But you know what they say, the road to hell is paved with good intentions. The government has a history of making laws that seem to be well intended that end up being exploited because they're overreaching while saying "oh, we don't mean that, we'll never enforce it in that way."

They also have a history of pushing through unpopular legislation by tacking it onto bills they can force it through with by holding congress over a barrel. "If you want this, you have to agree to this too." I view this as malpractice and a corrupt way of introducing legislation, but this seems to be an accepted way of behaving which leaves me aghast every time I see it.
> I disagree with gun registries being a precursor to confiscation and prosecution.

I have two friends who openly advocate for this method of removing guns from the US. Regardless, I think this is something gun owners fear. When Canada had a registration list, it seized weapons that were legal when purchased and later made illegal by bureaucratic decision, without compensation.

Indeed. I've also known people who had legally owned antique weapons they'd been grandfathered by deceased parents illegally seized and had to fight through the courts to get them back. They got them back eventually, but not everyone is that lucky.
>I disagree with gun registries being a precursor to confiscation and prosecution.

So gun owners shouldn't fear gun registries as a precursor to prosecution?

Yet in the very next sentence you advocate for prosecuting gun owners under a strict liability that holds them responsible for anything that happens using their gun.

>But you know what they say, the road to hell is paved with good intentions.

I'd say you've already gone too far when you criminalize someone getting their property stolen.
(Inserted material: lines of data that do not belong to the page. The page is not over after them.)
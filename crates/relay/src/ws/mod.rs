//! Async WebSocket relay server using tokio-tungstenite
//!
//! Accepts connections, routes each to its room by request path, and runs
//! a background sweeper that expires stale presence across all rooms.
//!
//! ## Module Structure
//! - `protocol`: room routing from the request URI
//! - `connection`: handshake, message loop, liveness, cleanup

mod connection;
mod protocol;

pub use protocol::{parse_room_from_uri, DEFAULT_ROOM};

use std::sync::Arc;
use std::time::Duration;

use anyhow::Result;
use tokio::net::TcpListener;

use crate::registry::RoomRegistry;

/// Main relay accept loop.
///
/// Takes a bound listener so callers (tests included) control the address.
/// Runs until the listener fails; every connection gets its own task.
pub async fn serve(
    listener: TcpListener,
    registry: Arc<RoomRegistry>,
    ping_interval: Duration,
    presence_window: Duration,
) -> Result<()> {
    tracing::info!(addr = %listener.local_addr()?, "Relay listening");

    // Sweeper for presence entries whose owner went silent without a clean
    // disconnect
    let sweep_registry = registry.clone();
    tokio::spawn(async move {
        let mut timer = tokio::time::interval(presence_window);
        timer.tick().await;
        loop {
            timer.tick().await;
            sweep_registry.sweep_presence(presence_window).await;
        }
    });

    loop {
        match listener.accept().await {
            Ok((stream, _addr)) => {
                let registry = registry.clone();
                tokio::spawn(async move {
                    if let Err(e) = connection::handle_connection(stream, registry, ping_interval).await {
                        tracing::warn!(error = %e, "Connection error");
                    }
                });
            }
            Err(e) => {
                tracing::error!(error = %e, "Accept failed");
            }
        }
    }
}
Why shouldn't you be held under strict liability for anything that happens using your gun? It is a tool for killing. If it is used to kill someone because you didn't store it responsibly, it was stolen and you didn't report it stolen, why exactly shouldn't you be held accountable for your part in that? You were accessory to a crime by your negligence to store your weapon responsibly.

I also didn't say you shouldn't fear gun registries being a precursor to confiscation. I suggested that the spoken intent is to hold gun owners to a higher standard of care of their weapons. I totally understand that there may be unspoken intent to use it as a precursor to confiscation, and while I don't believe this to be so, you're right to be wary of this. But frankly I think too many gun owners are criminally complacent about ownership and storage of their weapons.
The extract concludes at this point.